La tarde del pasado domingo 29 de diciembre falleció en Santiago de Chile, a los 85 años de edad, el escritor Germán Marín. Cuando me dispongo a escribir estás líneas ignoro aún si la noticia tendrá resonancia en la prensa española. Me permito sospechar que poca o ninguna. Si así ocurre, será una nueva prueba de la muy deficiente cartografía cultural y mutua falta de interés que tanto distorsionan los tráficos literarios entre una y otra orilla del Atlántico. Pues Germán Marín es, sin lugar a dudas, una de las voces fundamentales de la narrativa chilena de las últimas décadas, y por lo mismo una de las voces fundamentales de la narrativa contemporánea en castellano, en la que su obra puede codearse sin complejos con la de autores como Juan Carlos Onetti, José Donoso, Juan Benet o Juan José Saer, por citar solamente cuatro nombres destacados con los que tiene afinidades bien reconocibles.
Perteneciente a una generación anterior a la de Roberto Bolaño, Marín, como él, se exilió tras el golpe de Pinochet, radicándose primero en México y luego en Barcelona. A diferencia de Bolaño, sin embargo (con quien, por cierto, apenas tuvo contacto), Marín no arraigó en España y en 1992 regresó a su país, donde fue siempre una figura incómoda, incordiante, desabrida, muy apreciada sin embargo por los escritores más jóvenes, a algunos de los cuales –caso de Rafael Gumucio– ayudó en sus comienzos, pues se desempeñó la mayor parte de su vida como editor. Cuando yo lo conocí en Santiago, por los años del cambio de siglo, me sorprendió mucho el trato tan franco, tan directo, tan abiertamente agresivo, cómplice y humorístico que Marín mantenía con gente a la que doblaba la edad, entre la que se desenvolvía como uno más, sin darse aires de ningún tipo, con ese aspecto engañoso de hombre vencido, recibiendo y lanzando deportiva y socarronamente las más crueles pullas.
De una generación anterior a la de Bolaño, Marín se exilió tras el golpe de Pinochet, primero en México y luego en Barcelona.

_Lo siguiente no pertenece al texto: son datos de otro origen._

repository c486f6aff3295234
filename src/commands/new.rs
//! Create a new post

use anyhow::Result;
use std::fs;
use std::path::PathBuf;

use crate::content::{category_slug, FrontMatter, DEFAULT_READ_TIME};
use crate::Inkpress;

/// Scaffold a post under the content directory and return its path.
///
/// Posts with a category go to `<content_dir>/<category-slug>/`, so the
/// category becomes part of the post's slug.
pub fn create_post(
    site: &Inkpress,
    title: &str,
    category: Option<&str>,
    author: Option<&str>,
) -> Result<PathBuf> {
    let now = chrono::Local::now();

    let name = slug::slugify(title);
    if name.is_empty() {
        anyhow::bail!("Cannot derive a file name from title {:?}", title);
    }

    let target_dir = match category.map(category_slug).filter(|c| !c.is_empty()) {
        Some(dir) => site.content_dir.join(dir),
        None => site.content_dir.clone(),
    };
    fs::create_dir_all(&target_dir)?;

    let file_path = target_dir.join(format!("{}.md", name));

    // Check if file already exists
    if file_path.exists() {
        anyhow::bail!("File already exists: {:?}", file_path);
    }

    let mut fm = FrontMatter::new();
    fm.insert("title", title);
    fm.insert("date", now.format("%Y-%m-%d").to_string());
    fm.insert("excerpt", "");
    fm.insert("cover", "");
    if let Some(category) = category {
        fm.insert("category", category);
    }
    fm.insert("readTime", DEFAULT_READ_TIME);
    fm.insert("author", author.unwrap_or(&site.config.author));

    fs::write(&file_path, fm.to_document(&format!("# {}\n", title)))?;
    tracing::info!("Created post {:?}", file_path);

    Ok(file_path)
}
//! Category normalization shared by queries and URL generation

use serde::Serialize;

/// Fallback category for posts that do not declare one
pub const DEFAULT_CATEGORY: &str = "Uncategorized";

/// Comparison key for a category query, typically a URL segment:
/// lower-cased, with every hyphen turned into a space.
///
/// Posts match when their lower-cased category equals this key, so
/// `"web-development"` finds posts filed under `"Web Development"`.
pub fn normalize_category(query: &str) -> String {
    query.to_lowercase().replace('-', " ")
}

/// Comparison key for a post's stored category: lower-cased only
pub fn category_key(name: &str) -> String {
    name.to_lowercase()
}

/// URL path segment for a category: lower-case, spaces become `-`.
///
/// For names without hyphens, `normalize_category(&category_slug(x))`
/// equals `category_key(x)`.
pub fn category_slug(name: &str) -> String {
    name.to_lowercase().replace(' ', "-")
}

/// A category with the number of posts filed under it
#[derive(Debug, Clone, PartialEq, Eq, Serialize)]
pub struct CategorySummary {
    /// Display name, as written by the most recent post in the category
    pub name: String,
    /// URL segment
    pub slug: String,
    pub count: usize,
}
//! CLI command implementations

pub mod list;
pub mod new;
pub mod show;
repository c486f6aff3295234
//! Post repository - loads the corpus and answers queries
//!
//! Every query re-reads and re-parses the whole corpus. Nothing is cached,
//! so results always reflect the documents as they are at call time.

use indexmap::IndexMap;
use std::collections::HashSet;
use std::sync::Arc;
use std::time::Duration;
use tokio::task::JoinSet;

use super::category::{category_key, category_slug, normalize_category, CategorySummary};
use super::{ContentError, DocumentSource, FrontMatter, Post};

/// Default per-document fetch timeout
pub const DEFAULT_FETCH_TIMEOUT: Duration = Duration::from_secs(5);

/// Derive a post slug from a storage path.
///
/// Strips a leading `/`, the content `root` and the `.md` suffix. Nested
/// directories stay part of the slug. Returns `None` for paths outside the
/// root or without the markdown extension.
///
/// # Examples
/// ```
/// use inkpress::content::derive_slug;
///
/// assert_eq!(
///     derive_slug("/blogposts/web-development/react-best-practices.md", "blogposts").as_deref(),
///     Some("web-development/react-best-practices")
/// );
/// ```
pub fn derive_slug(path: &str, root: &str) -> Option<String> {
    let path = path.replace('\\', "/");
    let path = path.trim_start_matches('/');
    let root = root.trim_matches('/');

    let relative = if root.is_empty() {
        path
    } else {
        path.strip_prefix(root)?.strip_prefix('/')?
    };

    let slug = relative.strip_suffix(".md")?;
    if slug.is_empty() || slug.ends_with('/') {
        return None;
    }
    Some(slug.to_string())
}

/// Read-only view over a [`DocumentSource`]
pub struct Repository<S> {
    source: Arc<S>,
    root: String,
    fetch_timeout: Duration,
}

impl<S> Clone for Repository<S> {
    fn clone(&self) -> Self {
        Self {
            source: Arc::clone(&self.source),
            root: self.root.clone(),
            fetch_timeout: self.fetch_timeout,
        }
    }
}

impl<S: DocumentSource> Repository<S> {
    /// Create a repository over `source`, whose paths live under `root`
    pub fn new(source: S, root: &str) -> Self {
        Self {
            source: Arc::new(source),
            root: root.trim_matches('/').to_string(),
            fetch_timeout: DEFAULT_FETCH_TIMEOUT,
        }
    }

    /// Limit how long a single document read may take
    pub fn with_fetch_timeout(mut self, timeout: Duration) -> Self {
        self.fetch_timeout = timeout;
        self
    }

    /// Load every valid post in enumeration order.
    ///
    /// Documents that cannot be read or parsed, or that lack a title, are
    /// logged and left out. Ids count up from 1 over the posts kept.
    pub async fn load_posts(&self) -> Vec<Post> {
        // Enumeration may walk a directory tree; keep it off the async workers
        let source = Arc::clone(&self.source);
        let paths = match tokio::task::spawn_blocking(move || source.paths()).await {
            Ok(Ok(paths)) => paths,
            Ok(Err(e)) => {
                tracing::warn!("Failed to enumerate documents under {}: {}", self.root, e);
                return Vec::new();
            }
            Err(e) => {
                tracing::error!("Document enumeration task failed: {}", e);
                return Vec::new();
            }
        };

        let documents: Vec<(String, String)> = paths
            .into_iter()
            .filter_map(|path| match derive_slug(&path, &self.root) {
                Some(slug) => Some((path, slug)),
                None => {
                    tracing::debug!("Ignoring {}: not a markdown file under {}", path, self.root);
                    None
                }
            })
            .collect();

        let texts = self.fetch_all(&documents).await;

        let mut posts = Vec::with_capacity(documents.len());
        let mut seen = HashSet::new();
        for ((path, slug), text) in documents.into_iter().zip(texts) {
            let text = match text {
                Ok(text) => text,
                Err(e) => {
                    tracing::warn!("Skipping document: {}", e);
                    continue;
                }
            };

            if seen.contains(&slug) {
                tracing::warn!("Skipping {}: duplicate slug {}", path, slug);
                continue;
            }

            match parse_post(posts.len() + 1, &path, slug.clone(), &text) {
                Ok(post) => {
                    seen.insert(slug);
                    posts.push(post);
                }
                Err(e) => tracing::warn!("Skipping document: {}", e),
            }
        }

        tracing::debug!("Loaded {} posts from {}", posts.len(), self.root);
        posts
    }

    /// Read all documents concurrently; results line up with `documents`
    async fn fetch_all(&self, documents: &[(String, String)]) -> Vec<Result<String, ContentError>> {
        let mut set = JoinSet::new();
        for (index, (path, _)) in documents.iter().enumerate() {
            let source = Arc::clone(&self.source);
            let path = path.clone();
            let timeout = self.fetch_timeout;
            set.spawn(async move {
                let read = tokio::time::timeout(timeout, source.read(&path)).await;
                let result = match read {
                    Ok(Ok(text)) => Ok(text),
                    Ok(Err(source)) => Err(ContentError::FetchFailure { path, source }),
                    Err(_) => Err(ContentError::FetchTimeout { path, timeout }),
                };
                (index, result)
            });
        }

        let mut results: Vec<Option<Result<String, ContentError>>> =
            documents.iter().map(|_| None).collect();
        while let Some(joined) = set.join_next().await {
            match joined {
                Ok((index, result)) => results[index] = Some(result),
                Err(e) => tracing::error!("Document fetch task failed: {}", e),
            }
        }

        results
            .into_iter()
            .zip(documents)
            .map(|(result, (path, _))| {
                result.unwrap_or_else(|| {
                    Err(ContentError::FetchFailure {
                        path: path.clone(),
                        source: std::io::Error::other("fetch task aborted"),
                    })
                })
            })
            .collect()
    }

    /// All posts, newest first. Posts without a parsable date come last.
    pub async fn list_all_posts(&self) -> Vec<Post> {
        let mut posts = self.load_posts().await;
        sort_by_date_desc(&mut posts);
        posts
    }

    /// The post whose slug equals `slug` exactly
    pub async fn get_post_by_slug(&self, slug: &str) -> Option<Post> {
        if slug.is_empty() {
            return None;
        }
        let post = self.load_posts().await.into_iter().find(|p| p.slug == slug);
        if post.is_none() {
            tracing::debug!("No post with slug {}", slug);
        }
        post
    }

    /// Posts in `category` (a display name or URL segment), newest first
    pub async fn get_posts_by_category(&self, category: &str) -> Vec<Post> {
        let wanted = normalize_category(category);
        let posts: Vec<Post> = self
            .list_all_posts()
            .await
            .into_iter()
            .filter(|p| category_key(&p.category) == wanted)
            .collect();
        tracing::debug!("Found {} posts in category '{}'", posts.len(), category);
        posts
    }

    /// Every category with its post count, largest first
    pub async fn categories(&self) -> Vec<CategorySummary> {
        let mut by_key: IndexMap<String, CategorySummary> = IndexMap::new();
        for post in self.list_all_posts().await {
            by_key
                .entry(category_key(&post.category))
                .or_insert_with(|| CategorySummary {
                    name: post.category.clone(),
                    slug: category_slug(&post.category),
                    count: 0,
                })
                .count += 1;
        }

        let mut categories: Vec<_> = by_key.into_values().collect();
        categories.sort_by(|a, b| b.count.cmp(&a.count).then_with(|| a.name.cmp(&b.name)));
        categories
    }

    /// Up to `limit` other posts, same category first, then newest
    pub async fn related_posts(&self, slug: &str, limit: usize) -> Vec<Post> {
        let posts = self.list_all_posts().await;
        let Some(current) = posts.iter().find(|p| p.slug == slug) else {
            return Vec::new();
        };
        let category = category_key(&current.category);

        let (mut related, others): (Vec<Post>, Vec<Post>) = posts
            .into_iter()
            .filter(|p| p.slug != slug)
            .partition(|p| category_key(&p.category) == category);
        related.extend(others);
        related.truncate(limit);
        related
    }

    /// Posts whose title, excerpt or category contains `query`, ignoring case
    pub async fn search_posts(&self, query: &str) -> Vec<Post> {
        let needle = query.trim().to_lowercase();
        if needle.is_empty() {
            return Vec::new();
        }
        self.list_all_posts()
            .await
            .into_iter()
            .filter(|p| {
                [&p.title, &p.excerpt, &p.category]
                    .iter()
                    .any(|field| field.to_lowercase().contains(&needle))
            })
            .collect()
    }
}

fn parse_post(id: usize, path: &str, slug: String, text: &str) -> Result<Post, ContentError> {
    let (fm, body) = FrontMatter::parse(text).map_err(|source| ContentError::ParseFailure {
        path: path.to_string(),
        source,
    })?;
    Post::from_front_matter(id, slug, &fm, body)
}

/// Stable sort, newest first; `None` dates rank below every real date
fn sort_by_date_desc(posts: &mut [Post]) {
    posts.sort_by_cached_key(|p| std::cmp::Reverse(p.published_at()));
}
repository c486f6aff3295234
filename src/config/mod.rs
//! Configuration module

mod site;

pub use site::SiteConfig;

Es una de las voces fundamentales de la narrativa chilena de las últimas décadas
En los años que pasó en Barcelona, ciudad en la que nunca dejó de sentirse extranjero, Marín concibió su obra maestra: Historia de una absolución familiar, título común bajo el que aparecieron Círculo vicioso (1994), Las cien águilas (1997) y La ola muerta (2005). Del impacto que en su momento me produjo este monumental ciclo narrativo, donde los pasos del narrador por la ciudad de Barcelona constituyen un importante contrapunto de la reconstrucción que aquel hace de su pasado familiar y personal, dejé un admirativo testimonio en una de estas columnas, hace casi cinco años. Pocas lecturas más recomendables para quien se proponga escudriñar las razones de fondo que explican el desconcertante estallido social que vive Chile desde hace dos meses. Les estoy hablando de una novela apasionante, que se adelanta a la tendencia hoy hegemónica de la autoficción y que ahonda en la memoria personal y colectiva con una radicalidad y un encono a menudo aterradores.
En los años que tardó en culminar su gran trilogía novelística, Marín escribió su obra quizá más conocida: El Palacio de la Risa (1995), una nouvelle perfecta, que cuenta con estremecedor laconismo lo ocurrido en Chile durante los años de la dictadura pinochetista, y que –se me ocurre ahora, escribiendo esto– forma un tándem portentoso con Estrella distante, de Roberto Bolaño, publicada dos años después.
Más allá de su personalidad taciturna, desengañada, a veces bronca, entre sardónica y resentida, basta leer a Marín para entender por qué la cultura oficial chilena se resistió a rendirle los honores que merecía. Con motivo de su muerte, Raúl Zurita ha reprochado al Estado chileno su mezquindad, y ha escrito: “No importan las postulaciones a los premios, las listas que se hagan, las afiliaciones sexuales o políticas, la obra de Marín sobrepasaba todos esos planos y hoy me avergüenzo de ser Premio Nacional en una lista que sin él es espuria y torpe. No importa, más pronto que tarde su obra valiente, polifónica, magistral, será reconocida como una viga maestra de la dolorosa literatura de nuestro tiempo”.
Ojalá sea así.
Por penoso que sea que su muerte sirva de reclamo para leer a un escritor, ojalá quienes no conocen a Marín no tarden en comprobar la valía fuera de lo común del narrador que todos –y no solo los chilenos– acabamos de perder.